* Task to carry out: Each line below that includes "super" counts once; report the total and nothing more.

Records from a data source:

++++++++++++++++++++

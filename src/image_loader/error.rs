//! # 错误模型模块
//!
//! ## 设计思路
//!
//! 三种加载路径与分发器的所有失败都收敛到单一枚举 `LoadError`，
//! 调用侧可以按分支匹配，而不是解析字符串。
//!
//! - 字符串为空、无法识别的输入：由本 crate 直接构造。
//! - 文件读取失败：原样携带底层 `std::io::Error`，保留 source 链。
//! - 引用 URL 创建失败：配额耗尽或注册表锁中毒。

/// 图片来源加载统一错误类型。
#[derive(Debug, thiserror::Error)]
pub enum LoadError {
    #[error("src is empty")]
    EmptyInput,

    #[error(transparent)]
    Read(#[from] std::io::Error),

    #[error("file `{name}` is too large: {size} bytes (limit {limit} bytes)")]
    FileTooLarge { name: String, size: u64, limit: u64 },

    #[error("failed to create reference url: {0}")]
    ResourceCreation(String),

    #[error("prop `{0}` is not a valid loadable object")]
    Unrecognized(String),

    #[error("invalid blob payload: {0}")]
    InvalidData(String),

    #[error("no async runtime available to read the file: {0}")]
    RuntimeUnavailable(String),
}

impl LoadError {
    /// 稳定的错误码，供 CLI / 日志做机器可读输出。
    pub fn code(&self) -> &'static str {
        match self {
            Self::EmptyInput => "empty_input",
            Self::Read(_) => "read_error",
            Self::FileTooLarge { .. } => "file_too_large",
            Self::ResourceCreation(_) => "resource_creation",
            Self::Unrecognized(_) => "unrecognized_input",
            Self::InvalidData(_) => "invalid_data",
            Self::RuntimeUnavailable(_) => "runtime_unavailable",
        }
    }
}
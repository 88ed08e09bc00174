//! # 图片来源加载模块（image_loader）
//!
//! ## 设计思路
//!
//! 把三种来源（字符串 / 文件 / blob）统一成同一种可直接作为图片 `src` 的结果，
//! 按职责拆分为多个子模块：
//!
//! - `handler`：`ImageLoader` 本体，负责分发与配置
//! - `loader`：三条具体加载路径
//! - `callback`：回调风格入口（`FnOnce`，恰好触发一次）
//! - `registry`：引用 URL 注册表与释放守卫
//! - `data_url`：Data URL 编解码
//! - `config/error/source`：配置、错误、输入与结果模型
//!
//! ## 调用链
//!
//! ```text
//! load_anything / load_value
//!    ↓
//! handler.rs（识别来源 + 耗时日志）
//!    ├─ loader.rs::load_string（非空校验）
//!    ├─ loader.rs::load_blob ─→ registry.rs（创建引用 URL + ReleaseHandle）
//!    └─ loader.rs::load_file ─→ data_url.rs（异步读取 + 编码）
//!    ↓
//! Result<LoadedImage, LoadError>
//! ```

mod callback;
mod config;
pub mod data_url;
mod error;
mod handler;
mod loader;
mod registry;
mod source;

pub use config::LoaderConfig;
pub use error::LoadError;
pub use handler::ImageLoader;
pub use registry::{ReferenceUrlRegistry, RegistryLimits, ReleaseHandle};
pub use source::{Blob, FileHandle, ImageContent, ImageInput, LoadedImage};
//! # Data URL 编解码
//!
//! ## 设计思路
//!
//! 文件加载的产物是 `data:<mime>;base64,<payload>` 字符串；
//! 动态输入中的 blob 负载也允许以 Data URL 或纯 Base64 形式给出。
//! 两个方向集中在这里，避免在加载器里散落字符串拼接。
//!
//! ## 实现思路
//!
//! - 编码：标准 Base64 字母表，带填充。
//! - 解码：先按长度估算解码后体积，超限直接拒绝，再真正解码。

use base64::{Engine as _, engine::general_purpose};

use super::LoadError;

const BASE64_MARKER: &str = ";base64,";

/// 解析结果：声明的 MIME（纯 Base64 输入时为 `None`）与原始字节。
#[derive(Debug, Clone, PartialEq, Eq)]
pub struct DecodedDataUrl {
    pub mime: Option<String>,
    pub bytes: Vec<u8>,
}

/// 将字节编码为 Data URL。
pub fn encode(mime: &str, bytes: &[u8]) -> String {
    let payload = general_purpose::STANDARD.encode(bytes);
    let mut out = String::with_capacity(5 + mime.len() + BASE64_MARKER.len() + payload.len());
    out.push_str("data:");
    out.push_str(mime);
    out.push_str(BASE64_MARKER);
    out.push_str(&payload);
    out
}

/// 解析 Data URL 或纯 Base64，不限制体积。
pub fn parse(data: &str) -> Result<DecodedDataUrl, LoadError> {
    parse_with_limit(data, u64::MAX)
}

fn estimate_decoded_upper_bound_len(base64_data: &str) -> Result<u64, LoadError> {
    let trimmed = base64_data.trim();
    let len = trimmed.len() as u64;
    // 末尾每个 `=` 少解出一个字节，最多两个
    let padding = trimmed.bytes().rev().take(2).take_while(|&b| b == b'=').count() as u64;
    let groups = len
        .checked_add(3)
        .ok_or_else(|| LoadError::InvalidData("base64 input length overflow".to_string()))?
        / 4;

    groups
        .checked_mul(3)
        .map(|upper| upper.saturating_sub(padding))
        .ok_or_else(|| LoadError::InvalidData("base64 decoded size overflow".to_string()))
}

/// 解析 Data URL 或纯 Base64，解码前按 `max_len` 估算体积。
pub fn parse_with_limit(data: &str, max_len: u64) -> Result<DecodedDataUrl, LoadError> {
    let normalized = data.trim();

    let (mime, payload) = match normalized.strip_prefix("data:") {
        Some(rest) => {
            let marker = rest
                .find(BASE64_MARKER)
                .ok_or_else(|| LoadError::InvalidData("data url is missing the base64 marker".to_string()))?;
            let mime = &rest[..marker];
            let mime = (!mime.is_empty()).then(|| mime.to_string());
            (mime, &rest[marker + BASE64_MARKER.len()..])
        }
        None => (None, normalized),
    };

    let estimated_len = estimate_decoded_upper_bound_len(payload)?;
    if estimated_len > max_len {
        return Err(LoadError::InvalidData(format!(
            "decoded payload would be about {} bytes (limit {} bytes)",
            estimated_len, max_len
        )));
    }

    let bytes = general_purpose::STANDARD
        .decode(payload)
        .map_err(|e| LoadError::InvalidData(format!("base64 decode failed: {}", e)))?;

    Ok(DecodedDataUrl { mime, bytes })
}
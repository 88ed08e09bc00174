//! # 数据源与结果模型
//!
//! ## 设计思路
//!
//! 将“外部输入类型”和“加载结果”解耦：
//! - `ImageInput` 表示调用方给出的来源（文本 / 文件 / blob），在调用点确定分支
//! - `ImageContent` 表示统一后的结果形状（`src`，文件来源额外带 `alt`）
//! - `LoadedImage` 把结果与可选的释放守卫绑在一起，只有 blob 来源才会带守卫
//!
//! 动态负载（例如 JSON 形式的 IPC 参数）通过 `ImageInput::classify` 识别，
//! 顺序固定为 string → blob → file，其他一律视为无法识别。

use std::path::{Path, PathBuf};

use bytes::Bytes;
use serde::Serialize;
use serde_json::Value;

use super::registry::ReleaseHandle;
use super::{LoadError, data_url};

/// 指向具名、可读二进制资源的文件句柄。
#[derive(Debug, Clone, PartialEq, Eq)]
pub struct FileHandle {
    path: PathBuf,
    name: String,
    mime: Option<String>,
}

impl FileHandle {
    /// 以路径的文件名作为显示名称。
    pub fn new(path: impl Into<PathBuf>) -> Self {
        let path = path.into();
        let name = path
            .file_name()
            .map(|n| n.to_string_lossy().into_owned())
            .unwrap_or_else(|| path.to_string_lossy().into_owned());
        Self { path, name, mime: None }
    }

    pub fn with_name(mut self, name: impl Into<String>) -> Self {
        self.name = name.into();
        self
    }

    /// 声明 MIME 类型，优先于签名推断。
    pub fn with_mime(mut self, mime: impl Into<String>) -> Self {
        self.mime = Some(mime.into());
        self
    }

    pub fn path(&self) -> &Path {
        &self.path
    }

    pub fn name(&self) -> &str {
        &self.name
    }

    pub fn mime(&self) -> Option<&str> {
        self.mime.as_deref()
    }
}

/// 无名称的内存二进制负载。
#[derive(Debug, Clone, PartialEq, Eq)]
pub struct Blob {
    bytes: Bytes,
    mime: Option<String>,
}

impl Blob {
    pub fn new(bytes: impl Into<Bytes>) -> Self {
        Self { bytes: bytes.into(), mime: None }
    }

    pub fn with_mime(mut self, mime: impl Into<String>) -> Self {
        self.mime = Some(mime.into());
        self
    }

    pub fn bytes(&self) -> &Bytes {
        &self.bytes
    }

    pub fn mime(&self) -> Option<&str> {
        self.mime.as_deref()
    }

    pub fn size(&self) -> u64 {
        self.bytes.len() as u64
    }
}

/// 图片输入来源。
#[derive(Debug, Clone, PartialEq, Eq)]
pub enum ImageInput {
    /// 原样透传的字符串。
    Text(String),
    /// 本地文件，加载为 Data URL。
    File(FileHandle),
    /// 内存 blob，加载为引用 URL。
    Blob(Blob),
}

impl ImageInput {
    /// 识别动态负载。
    ///
    /// - JSON 字符串 → `Text`
    /// - `{"blob": "<base64 | data url>", "type"?: "..."}` → `Blob`
    /// - `{"file": "<path>", "name"?: "...", "type"?: "..."}` → `File`
    /// - 其余 → `LoadError::Unrecognized`
    ///
    /// `max_blob_bytes` 限制内联 blob 解码后的体积。
    pub fn classify(value: &Value, max_blob_bytes: u64) -> Result<Self, LoadError> {
        if let Some(text) = value.as_str() {
            return Ok(Self::Text(text.to_string()));
        }

        if let Some(object) = value.as_object() {
            let declared_type = object.get("type").and_then(Value::as_str);

            if let Some(payload) = object.get("blob").and_then(Value::as_str) {
                let decoded = data_url::parse_with_limit(payload, max_blob_bytes)?;
                let blob = Blob::new(decoded.bytes);
                return Ok(Self::Blob(match declared_type.map(str::to_string).or(decoded.mime) {
                    Some(mime) => blob.with_mime(mime),
                    None => blob,
                }));
            }

            if let Some(path) = object.get("file").and_then(Value::as_str) {
                let mut handle = FileHandle::new(path);
                if let Some(name) = object.get("name").and_then(Value::as_str) {
                    handle = handle.with_name(name);
                }
                if let Some(mime) = declared_type {
                    handle = handle.with_mime(mime);
                }
                return Ok(Self::File(handle));
            }
        }

        Err(LoadError::Unrecognized(value.to_string()))
    }

    /// 来源类别，用于日志。
    pub fn kind(&self) -> &'static str {
        match self {
            Self::Text(_) => "string",
            Self::File(_) => "file",
            Self::Blob(_) => "blob",
        }
    }
}

impl From<String> for ImageInput {
    fn from(value: String) -> Self {
        Self::Text(value)
    }
}

impl From<&str> for ImageInput {
    fn from(value: &str) -> Self {
        Self::Text(value.to_string())
    }
}

impl From<FileHandle> for ImageInput {
    fn from(value: FileHandle) -> Self {
        Self::File(value)
    }
}

impl From<Blob> for ImageInput {
    fn from(value: Blob) -> Self {
        Self::Blob(value)
    }
}

/// 统一后的图片来源。序列化时只保留字段形状：`{src}` 或 `{src, alt}`。
#[derive(Debug, Clone, PartialEq, Eq, Serialize)]
#[serde(untagged)]
pub enum ImageContent {
    FromString { src: String },
    FromFile { src: String, alt: String },
    FromBlob { src: String },
}

impl ImageContent {
    pub fn src(&self) -> &str {
        match self {
            Self::FromString { src } | Self::FromFile { src, .. } | Self::FromBlob { src } => src,
        }
    }

    /// 文件来源的原始文件名。
    pub fn alt(&self) -> Option<&str> {
        match self {
            Self::FromFile { alt, .. } => Some(alt),
            _ => None,
        }
    }
}

/// 加载结果：统一来源 + 仅 blob 来源才有的释放守卫。
#[derive(Debug)]
pub struct LoadedImage {
    content: ImageContent,
    release: Option<ReleaseHandle>,
}

impl LoadedImage {
    pub(crate) fn new(content: ImageContent) -> Self {
        Self { content, release: None }
    }

    pub(crate) fn with_release(content: ImageContent, release: ReleaseHandle) -> Self {
        Self { content, release: Some(release) }
    }

    pub fn content(&self) -> &ImageContent {
        &self.content
    }

    pub fn src(&self) -> &str {
        self.content.src()
    }

    pub fn has_release(&self) -> bool {
        self.release.is_some()
    }

    /// 拆分为结果与释放守卫。
    pub fn into_parts(self) -> (ImageContent, Option<ReleaseHandle>) {
        (self.content, self.release)
    }

    /// 释放关联的引用 URL（如有），返回内容本身。
    pub fn release(self) -> ImageContent {
        if let Some(handle) = self.release {
            handle.release();
        }
        self.content
    }
}
use clap::{Parser, Subcommand, ValueEnum};
use colored::Colorize;
use dakar_core::{
    create_brand_table, create_record_table, create_summary_table, no_data_notice, Category, DakarError,
    Database, PriceDistribution, Result, ResultTable,
};
use dakar_scrapers::{RunReport, ScrapeConfig, ScrapeQuery, ScraperFactory, ScraperType as CoreScraperType};
use std::path::{Path, PathBuf};
use std::time::Duration;
use tracing::info;
use tracing_subscriber::EnvFilter;
use url::Url;

#[derive(Parser)]
#[command(author, version, about, long_about = None)]
#[command(propagate_version = true)]
struct Cli {
    #[command(subcommand)]
    command: Commands,
}

#[derive(Subcommand)]
enum Commands {
    /// Scrape vehicle listings
    #[command(about = "Scrape vehicle listings")]
    #[command(long_about = "Scrape vehicle listings page by page and show, export or store the resulting table. Currently supports dakar-auto.com.")]
    Scrape(ScrapeCommand),

    /// List stored listings from the database
    #[command(about = "List stored listings from the database")]
    List(ListCommand),

    /// Export stored listings to a file
    #[command(about = "Export stored listings to CSV or JSON")]
    Export(ExportCommand),

    /// Summarize a table of listings
    #[command(about = "Show listing counts, average price, top brands and the price distribution")]
    #[command(long_about = "Show listing counts, average price, top brands and the price distribution, read either from a CSV export or from the database.")]
    Stats(StatsCommand),
}

#[derive(Debug, Clone, Copy, ValueEnum)]
enum CliScraperType {
    DakarAuto,
}

impl From<CliScraperType> for CoreScraperType {
    fn from(value: CliScraperType) -> Self {
        match value {
            CliScraperType::DakarAuto => CoreScraperType::DakarAuto,
        }
    }
}

#[derive(Debug, Clone, Copy, ValueEnum)]
enum OutputFormat {
    Csv,
    Json,
}

#[derive(Parser)]
struct ScrapeCommand {
    /// The scraper to use (-x, --scraper)
    #[arg(short = 'x', long, value_enum, default_value_t = CliScraperType::DakarAuto)]
    scraper: CliScraperType,

    /// Vehicle categories to scrape (-k, --category). Can be specified multiple times.
    #[arg(short = 'k', long, value_enum, num_args = 1.., value_delimiter = ',', default_value = "cars")]
    category: Vec<Category>,

    /// Number of pages to scrape per category (-c, --max-pages)
    #[arg(short = 'c', long, default_value_t = 5, value_parser = clap::value_parser!(u32).range(1..=30))]
    max_pages: u32,

    /// Feed address overriding the category default; needs exactly one category
    #[arg(long)]
    feed_url: Option<Url>,

    /// Per-page request timeout in seconds (-t, --timeout)
    #[arg(short = 't', long, default_value_t = 15)]
    timeout: u64,

    /// Pages fetched at once (-j, --concurrency)
    #[arg(short = 'j', long, default_value_t = 1, value_parser = clap::value_parser!(u16).range(1..=16))]
    concurrency: u16,

    /// Drop exact duplicate rows before export and storage
    #[arg(long)]
    dedup: bool,

    /// Write the table to this file (-o, --output)
    #[arg(short = 'o', long)]
    output: Option<PathBuf>,

    /// Format of the output file (-f, --format)
    #[arg(short = 'f', long, value_enum, default_value_t = OutputFormat::Csv)]
    format: OutputFormat,

    /// Append the rows to this database (-d, --database)
    #[arg(short = 'd', long)]
    database: Option<PathBuf>,

    /// Maximum number of rows to display (-l, --limit)
    #[arg(short = 'l', long, default_value_t = 20)]
    limit: usize,
}

#[derive(Parser)]
struct ListCommand {
    /// Database file path (-d, --database)
    #[arg(short = 'd', long, default_value = "dakar_auto.db")]
    database: PathBuf,

    /// Category to list (-k, --category)
    #[arg(short = 'k', long, value_enum, default_value_t = Category::Cars)]
    category: Category,

    /// Only show this brand (-b, --brand)
    #[arg(short = 'b', long)]
    brand: Option<String>,

    /// Maximum number of rows to display (-l, --limit)
    #[arg(short = 'l', long, default_value_t = 10)]
    limit: i64,

    /// Number of rows to skip (-o, --offset)
    #[arg(short = 'o', long, default_value_t = 0)]
    offset: i64,
}

#[derive(Parser)]
struct ExportCommand {
    /// Output file path (-o, --output)
    #[arg(short = 'o', long, default_value = "listings.csv")]
    output: PathBuf,

    /// Format of the output file (-f, --format)
    #[arg(short = 'f', long, value_enum, default_value_t = OutputFormat::Csv)]
    format: OutputFormat,

    /// Category to export (-k, --category)
    #[arg(short = 'k', long, value_enum, default_value_t = Category::Cars)]
    category: Category,

    /// Database file path (-d, --database)
    #[arg(short = 'd', long, default_value = "dakar_auto.db")]
    database: PathBuf,
}

#[derive(Parser)]
struct StatsCommand {
    /// Read the table from a CSV export instead of the database (-i, --input)
    #[arg(short = 'i', long)]
    input: Option<PathBuf>,

    /// Database file path (-d, --database)
    #[arg(short = 'd', long, default_value = "dakar_auto.db")]
    database: PathBuf,

    /// Category of the table (-k, --category)
    #[arg(short = 'k', long, value_enum, default_value_t = Category::Cars)]
    category: Category,

    /// Number of brands in the ranking (-n, --top)
    #[arg(short = 'n', long, default_value_t = 10)]
    top: usize,

    /// Number of price histogram bins (-b, --bins)
    #[arg(short = 'b', long, default_value_t = 30)]
    bins: usize,

    /// Height of the price distribution graph in lines (-g, --graph-height)
    #[arg(short = 'g', long, default_value_t = 8, value_parser = clap::value_parser!(u8).range(1..=20))]
    graph_height: u8,
}

fn write_table(table: &ResultTable, path: &Path, format: OutputFormat) -> Result<()> {
    match format {
        OutputFormat::Csv => table.to_csv_path(path)?,
        OutputFormat::Json => table.write_json(std::fs::File::create(path)?)?,
    }
    info!("Wrote {} rows to {}", table.len(), path.display());
    Ok(())
}

/// Writes a non-empty table; an empty one gets the "No data found" notice
/// and no file. Returns whether a file was written.
fn export_table(table: &ResultTable, path: &Path, format: OutputFormat) -> Result<bool> {
    if table.is_empty() {
        println!("{}", no_data_notice(table.category));
        return Ok(false);
    }

    write_table(table, path, format)?;
    Ok(true)
}

fn show_table(table: &ResultTable, limit: usize) {
    if table.is_empty() {
        println!("{}", no_data_notice(table.category));
        return;
    }

    let shown = &table.records()[..table.len().min(limit)];
    println!("{}", create_record_table(shown));
    if shown.len() < table.len() {
        println!("... {} more rows", table.len() - shown.len());
    }
    println!("{}", create_summary_table(table.category, &table.summary()));
}

fn show_report(report: &RunReport, limit: usize) {
    show_table(&report.table, limit);
    if !report.failures.is_empty() {
        let message = format!(
            "{} of {} pages could not be fetched:",
            report.failures.len(),
            report.pages_requested
        );
        println!("{}", message.red());
        for failure in &report.failures {
            println!("  {}", failure);
        }
    }
}

fn show_stats(table: &ResultTable, top: usize, bins: usize, graph_height: u8) {
    if table.is_empty() {
        println!("{}", no_data_notice(table.category));
        return;
    }

    println!("{}", create_summary_table(table.category, &table.summary()));
    println!("Top {} brands", top);
    println!("{}", create_brand_table(&table.top_brands(top)));
    println!("Price distribution");
    println!(
        "{}",
        PriceDistribution::from_table(table, bins).to_ascii_graph(60, graph_height as usize)
    );
}

#[tokio::main]
async fn main() -> Result<()> {
    tracing_subscriber::fmt()
        .with_env_filter(EnvFilter::try_from_default_env().unwrap_or_else(|_| EnvFilter::new("info")))
        .init();

    let cli = Cli::parse();

    match cli.command {
        Commands::Scrape(cmd) => {
            if cmd.feed_url.is_some() && cmd.category.len() != 1 {
                return Err(DakarError::InvalidCategory(
                    "--feed-url needs exactly one --category".to_string(),
                ));
            }

            let config = ScrapeConfig {
                timeout: Duration::from_secs(cmd.timeout),
                concurrency: cmd.concurrency as usize,
            };
            let scraper = ScraperFactory::create_scraper(cmd.scraper.into(), &config)?;
            let db = match &cmd.database {
                Some(path) => Some(Database::new(path).await?),
                None => None,
            };

            for category in cmd.category.iter().copied() {
                let query = match &cmd.feed_url {
                    Some(url) => ScrapeQuery::with_feed_url(category, url.clone()),
                    None => ScrapeQuery::new(category)?,
                };

                let mut report = scraper.scrape_listing(query, cmd.max_pages).await;
                if cmd.dedup {
                    let removed = report.table.dedup();
                    info!("Removed {} duplicate {} rows", removed, category);
                }

                show_report(&report, cmd.limit);
                if report.is_empty() {
                    continue;
                }

                if let Some(output) = &cmd.output {
                    let path = if cmd.category.len() > 1 {
                        output.with_file_name(format!(
                            "{}_{}",
                            category.table_name(),
                            output.file_name().map(|n| n.to_string_lossy()).unwrap_or_default()
                        ))
                    } else {
                        output.clone()
                    };
                    write_table(&report.table, &path, cmd.format)?;
                }

                if let Some(db) = &db {
                    db.save_table(&report.table).await?;
                }
            }
        }
        Commands::List(cmd) => {
            let db = Database::open(&cmd.database).await?;
            let stored = db
                .list_records(cmd.category, cmd.brand.as_deref(), Some(cmd.limit), Some(cmd.offset))
                .await?;

            if stored.is_empty() {
                println!("{}", no_data_notice(cmd.category));
            } else {
                let records: Vec<_> = stored.into_iter().map(|row| row.record).collect();
                println!("{}", create_record_table(&records));
                println!(
                    "{} of {} stored {} listings",
                    records.len(),
                    db.count_records(cmd.category).await?,
                    cmd.category
                );
            }
        }
        Commands::Export(cmd) => {
            let db = Database::open(&cmd.database).await?;
            let table = db.load_table(cmd.category).await?;
            export_table(&table, &cmd.output, cmd.format)?;
        }
        Commands::Stats(cmd) => {
            let table = match &cmd.input {
                Some(path) => ResultTable::from_csv_path(cmd.category, path)?,
                None => Database::open(&cmd.database).await?.load_table(cmd.category).await?,
            };
            show_stats(&table, cmd.top, cmd.bins, cmd.graph_height);
        }
    }

    Ok(())
}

++++++++++++++++++++

* Response: 3